## Available data
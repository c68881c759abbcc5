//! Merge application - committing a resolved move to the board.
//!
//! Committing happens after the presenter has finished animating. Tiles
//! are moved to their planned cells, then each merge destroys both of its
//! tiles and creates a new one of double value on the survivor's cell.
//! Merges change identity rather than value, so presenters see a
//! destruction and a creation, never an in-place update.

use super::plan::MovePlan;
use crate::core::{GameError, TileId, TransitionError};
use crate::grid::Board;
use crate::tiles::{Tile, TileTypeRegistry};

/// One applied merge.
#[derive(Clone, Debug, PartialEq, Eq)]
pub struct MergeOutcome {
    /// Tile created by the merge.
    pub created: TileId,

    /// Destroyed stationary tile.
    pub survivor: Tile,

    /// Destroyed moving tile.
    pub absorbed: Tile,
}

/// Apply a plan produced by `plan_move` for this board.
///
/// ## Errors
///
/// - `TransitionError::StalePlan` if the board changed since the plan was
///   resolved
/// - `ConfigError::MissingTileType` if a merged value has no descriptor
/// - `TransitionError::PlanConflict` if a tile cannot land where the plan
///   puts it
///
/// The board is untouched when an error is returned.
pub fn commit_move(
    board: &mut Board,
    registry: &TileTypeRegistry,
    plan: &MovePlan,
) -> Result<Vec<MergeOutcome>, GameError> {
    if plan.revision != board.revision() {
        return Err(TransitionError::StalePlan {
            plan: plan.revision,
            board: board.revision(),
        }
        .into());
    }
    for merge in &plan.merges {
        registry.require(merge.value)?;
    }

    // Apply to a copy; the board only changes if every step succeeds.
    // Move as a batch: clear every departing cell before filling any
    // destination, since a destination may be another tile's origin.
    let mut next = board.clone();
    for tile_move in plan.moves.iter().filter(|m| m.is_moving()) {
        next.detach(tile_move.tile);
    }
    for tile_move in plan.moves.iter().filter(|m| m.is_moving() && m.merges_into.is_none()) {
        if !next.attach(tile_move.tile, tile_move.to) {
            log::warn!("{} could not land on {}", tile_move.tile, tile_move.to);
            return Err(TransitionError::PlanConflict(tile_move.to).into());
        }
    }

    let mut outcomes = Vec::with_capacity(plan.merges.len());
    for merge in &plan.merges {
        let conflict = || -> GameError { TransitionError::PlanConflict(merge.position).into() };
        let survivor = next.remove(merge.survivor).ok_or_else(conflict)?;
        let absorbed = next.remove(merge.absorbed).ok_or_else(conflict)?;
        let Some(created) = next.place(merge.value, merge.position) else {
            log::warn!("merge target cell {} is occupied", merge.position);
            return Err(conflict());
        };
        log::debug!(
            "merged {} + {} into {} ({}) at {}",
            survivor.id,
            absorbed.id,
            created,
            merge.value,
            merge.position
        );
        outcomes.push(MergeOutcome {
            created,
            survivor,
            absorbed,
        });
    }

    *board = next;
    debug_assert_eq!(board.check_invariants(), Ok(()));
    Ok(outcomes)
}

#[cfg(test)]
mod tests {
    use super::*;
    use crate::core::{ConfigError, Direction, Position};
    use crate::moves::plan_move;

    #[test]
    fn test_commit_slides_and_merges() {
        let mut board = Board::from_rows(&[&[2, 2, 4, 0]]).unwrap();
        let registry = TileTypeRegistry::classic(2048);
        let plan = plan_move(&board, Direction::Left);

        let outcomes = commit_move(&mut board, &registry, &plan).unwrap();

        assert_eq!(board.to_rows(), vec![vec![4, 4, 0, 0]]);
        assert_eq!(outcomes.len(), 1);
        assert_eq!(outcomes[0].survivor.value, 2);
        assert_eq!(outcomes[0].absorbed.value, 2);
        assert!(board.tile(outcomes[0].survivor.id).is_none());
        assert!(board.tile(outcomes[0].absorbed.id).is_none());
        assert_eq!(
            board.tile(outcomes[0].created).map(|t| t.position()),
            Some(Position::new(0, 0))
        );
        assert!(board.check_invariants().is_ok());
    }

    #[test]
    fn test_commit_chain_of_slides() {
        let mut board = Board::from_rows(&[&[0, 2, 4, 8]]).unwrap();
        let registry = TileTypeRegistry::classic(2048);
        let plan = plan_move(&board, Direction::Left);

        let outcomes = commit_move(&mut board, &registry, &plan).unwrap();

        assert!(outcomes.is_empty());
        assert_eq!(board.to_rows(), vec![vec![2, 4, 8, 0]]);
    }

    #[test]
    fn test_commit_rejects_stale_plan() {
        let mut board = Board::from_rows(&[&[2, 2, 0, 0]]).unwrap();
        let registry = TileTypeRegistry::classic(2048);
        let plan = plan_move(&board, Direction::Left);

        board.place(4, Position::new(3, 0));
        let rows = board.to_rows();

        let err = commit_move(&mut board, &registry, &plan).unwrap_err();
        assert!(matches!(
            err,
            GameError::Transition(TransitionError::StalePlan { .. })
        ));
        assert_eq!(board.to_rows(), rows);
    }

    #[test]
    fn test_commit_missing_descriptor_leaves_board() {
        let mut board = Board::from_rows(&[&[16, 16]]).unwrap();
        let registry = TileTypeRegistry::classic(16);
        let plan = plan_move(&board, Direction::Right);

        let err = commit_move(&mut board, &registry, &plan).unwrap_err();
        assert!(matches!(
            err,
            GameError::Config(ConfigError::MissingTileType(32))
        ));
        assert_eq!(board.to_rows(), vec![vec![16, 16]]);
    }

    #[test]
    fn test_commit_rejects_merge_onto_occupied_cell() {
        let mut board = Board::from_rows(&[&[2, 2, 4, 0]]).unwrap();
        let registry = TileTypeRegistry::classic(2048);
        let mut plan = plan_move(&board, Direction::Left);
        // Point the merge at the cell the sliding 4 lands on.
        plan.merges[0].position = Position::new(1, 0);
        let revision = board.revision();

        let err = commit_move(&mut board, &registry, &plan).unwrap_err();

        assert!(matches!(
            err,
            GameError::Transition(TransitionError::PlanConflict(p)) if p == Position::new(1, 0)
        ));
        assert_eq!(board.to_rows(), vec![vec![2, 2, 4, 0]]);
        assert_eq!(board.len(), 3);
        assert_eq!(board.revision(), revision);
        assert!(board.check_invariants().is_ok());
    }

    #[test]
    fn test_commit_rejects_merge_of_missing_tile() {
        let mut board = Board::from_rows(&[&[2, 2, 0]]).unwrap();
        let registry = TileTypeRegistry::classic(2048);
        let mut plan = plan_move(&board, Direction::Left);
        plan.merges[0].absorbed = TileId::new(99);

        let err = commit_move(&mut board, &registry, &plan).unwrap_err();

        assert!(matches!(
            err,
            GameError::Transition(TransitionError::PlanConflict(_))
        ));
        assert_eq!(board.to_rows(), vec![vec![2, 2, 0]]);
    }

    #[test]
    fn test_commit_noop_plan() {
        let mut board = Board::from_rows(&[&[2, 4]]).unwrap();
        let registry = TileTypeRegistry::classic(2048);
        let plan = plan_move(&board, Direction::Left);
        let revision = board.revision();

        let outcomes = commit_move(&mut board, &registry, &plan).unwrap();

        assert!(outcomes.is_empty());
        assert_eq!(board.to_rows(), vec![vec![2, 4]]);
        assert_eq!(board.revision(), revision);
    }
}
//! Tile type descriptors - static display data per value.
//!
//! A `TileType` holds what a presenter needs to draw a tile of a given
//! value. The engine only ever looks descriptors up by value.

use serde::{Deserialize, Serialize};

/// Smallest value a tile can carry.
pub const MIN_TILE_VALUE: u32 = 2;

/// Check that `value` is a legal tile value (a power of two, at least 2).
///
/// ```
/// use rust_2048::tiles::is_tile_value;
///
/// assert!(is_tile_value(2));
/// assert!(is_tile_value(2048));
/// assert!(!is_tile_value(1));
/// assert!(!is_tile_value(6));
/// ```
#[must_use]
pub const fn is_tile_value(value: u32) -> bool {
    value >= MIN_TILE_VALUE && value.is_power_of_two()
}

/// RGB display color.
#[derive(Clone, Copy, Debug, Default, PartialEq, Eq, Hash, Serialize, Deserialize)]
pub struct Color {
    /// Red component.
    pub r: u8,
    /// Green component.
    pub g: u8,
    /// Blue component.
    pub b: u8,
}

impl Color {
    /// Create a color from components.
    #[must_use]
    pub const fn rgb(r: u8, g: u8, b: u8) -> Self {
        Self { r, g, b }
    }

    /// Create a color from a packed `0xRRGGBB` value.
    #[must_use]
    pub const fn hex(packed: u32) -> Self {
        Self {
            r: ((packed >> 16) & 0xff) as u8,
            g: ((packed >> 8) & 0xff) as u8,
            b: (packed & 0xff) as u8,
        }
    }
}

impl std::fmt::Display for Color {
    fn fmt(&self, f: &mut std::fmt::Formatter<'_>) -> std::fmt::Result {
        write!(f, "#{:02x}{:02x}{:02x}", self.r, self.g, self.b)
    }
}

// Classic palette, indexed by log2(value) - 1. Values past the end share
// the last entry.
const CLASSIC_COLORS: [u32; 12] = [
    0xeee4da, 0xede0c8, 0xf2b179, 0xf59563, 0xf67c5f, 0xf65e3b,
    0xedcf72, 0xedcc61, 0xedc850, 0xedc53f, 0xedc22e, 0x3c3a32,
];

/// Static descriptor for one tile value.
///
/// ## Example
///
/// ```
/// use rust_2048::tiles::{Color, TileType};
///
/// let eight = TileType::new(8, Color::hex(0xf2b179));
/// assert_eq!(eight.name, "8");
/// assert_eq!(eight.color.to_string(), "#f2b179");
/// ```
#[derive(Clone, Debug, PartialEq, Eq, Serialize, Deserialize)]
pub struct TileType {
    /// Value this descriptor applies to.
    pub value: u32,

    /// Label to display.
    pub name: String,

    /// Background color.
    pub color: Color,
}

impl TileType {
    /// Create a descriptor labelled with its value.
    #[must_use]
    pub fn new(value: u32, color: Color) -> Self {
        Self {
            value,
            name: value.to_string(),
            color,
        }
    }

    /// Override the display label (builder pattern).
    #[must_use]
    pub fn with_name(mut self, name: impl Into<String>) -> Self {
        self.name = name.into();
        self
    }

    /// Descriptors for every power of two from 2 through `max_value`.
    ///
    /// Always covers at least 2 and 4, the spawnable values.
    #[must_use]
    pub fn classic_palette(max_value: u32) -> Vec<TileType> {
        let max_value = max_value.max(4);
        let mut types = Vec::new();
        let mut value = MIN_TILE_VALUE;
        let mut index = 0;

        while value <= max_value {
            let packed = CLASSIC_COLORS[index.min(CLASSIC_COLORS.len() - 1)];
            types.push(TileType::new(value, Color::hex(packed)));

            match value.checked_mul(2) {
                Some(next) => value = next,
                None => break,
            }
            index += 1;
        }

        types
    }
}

---

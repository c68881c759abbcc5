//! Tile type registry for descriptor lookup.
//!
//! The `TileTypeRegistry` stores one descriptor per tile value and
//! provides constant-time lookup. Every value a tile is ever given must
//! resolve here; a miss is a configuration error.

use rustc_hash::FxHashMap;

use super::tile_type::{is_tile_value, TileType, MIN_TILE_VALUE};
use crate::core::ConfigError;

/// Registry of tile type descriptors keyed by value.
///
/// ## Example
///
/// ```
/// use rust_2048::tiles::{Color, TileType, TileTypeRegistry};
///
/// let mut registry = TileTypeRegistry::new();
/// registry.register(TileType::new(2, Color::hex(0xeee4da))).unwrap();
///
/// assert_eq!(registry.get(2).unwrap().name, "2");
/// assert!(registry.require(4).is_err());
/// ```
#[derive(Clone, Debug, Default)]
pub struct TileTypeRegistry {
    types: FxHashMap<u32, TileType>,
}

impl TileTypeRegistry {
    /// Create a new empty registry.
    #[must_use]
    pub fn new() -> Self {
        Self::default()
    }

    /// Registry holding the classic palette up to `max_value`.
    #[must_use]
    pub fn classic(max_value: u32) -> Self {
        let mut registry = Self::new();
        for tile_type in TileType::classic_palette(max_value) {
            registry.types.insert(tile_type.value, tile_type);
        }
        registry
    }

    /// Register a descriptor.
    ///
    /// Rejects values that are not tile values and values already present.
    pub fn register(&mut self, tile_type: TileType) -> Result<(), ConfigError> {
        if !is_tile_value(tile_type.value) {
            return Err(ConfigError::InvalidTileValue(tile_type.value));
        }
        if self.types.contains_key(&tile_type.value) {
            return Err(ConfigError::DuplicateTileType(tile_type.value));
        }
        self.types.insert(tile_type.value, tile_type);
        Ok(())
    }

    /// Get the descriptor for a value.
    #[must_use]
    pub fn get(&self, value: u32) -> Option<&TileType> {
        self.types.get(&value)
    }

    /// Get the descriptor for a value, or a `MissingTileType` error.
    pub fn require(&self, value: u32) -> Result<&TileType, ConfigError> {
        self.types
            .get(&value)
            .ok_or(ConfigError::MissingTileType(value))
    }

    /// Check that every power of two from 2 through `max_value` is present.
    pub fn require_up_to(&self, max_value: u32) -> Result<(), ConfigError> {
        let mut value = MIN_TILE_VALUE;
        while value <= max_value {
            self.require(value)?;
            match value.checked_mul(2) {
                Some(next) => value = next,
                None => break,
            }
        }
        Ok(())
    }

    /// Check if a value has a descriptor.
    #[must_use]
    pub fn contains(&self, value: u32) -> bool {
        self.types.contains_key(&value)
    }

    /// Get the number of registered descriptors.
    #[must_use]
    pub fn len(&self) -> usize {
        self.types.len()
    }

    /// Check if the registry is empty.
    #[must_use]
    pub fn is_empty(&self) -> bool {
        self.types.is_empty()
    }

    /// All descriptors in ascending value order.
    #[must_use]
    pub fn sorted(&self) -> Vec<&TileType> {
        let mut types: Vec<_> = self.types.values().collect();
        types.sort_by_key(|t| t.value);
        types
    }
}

## Task objective
Read the entries above, then pull out the lines that include "ConfigError".

## Solution to this exercise
/// - `ConfigError::MissingTileType` if a merged value has no descriptor
    use crate::core::{ConfigError, Direction, Position};
            GameError::Config(ConfigError::MissingTileType(32))
use crate::core::ConfigError;
    pub fn register(&mut self, tile_type: TileType) -> Result<(), ConfigError> {
            return Err(ConfigError::InvalidTileValue(tile_type.value));
            return Err(ConfigError::DuplicateTileType(tile_type.value));
    pub fn require(&self, value: u32) -> Result<&TileType, ConfigError> {
            .ok_or(ConfigError::MissingTileType(value))
    pub fn require_up_to(&self, max_value: u32) -> Result<(), ConfigError> {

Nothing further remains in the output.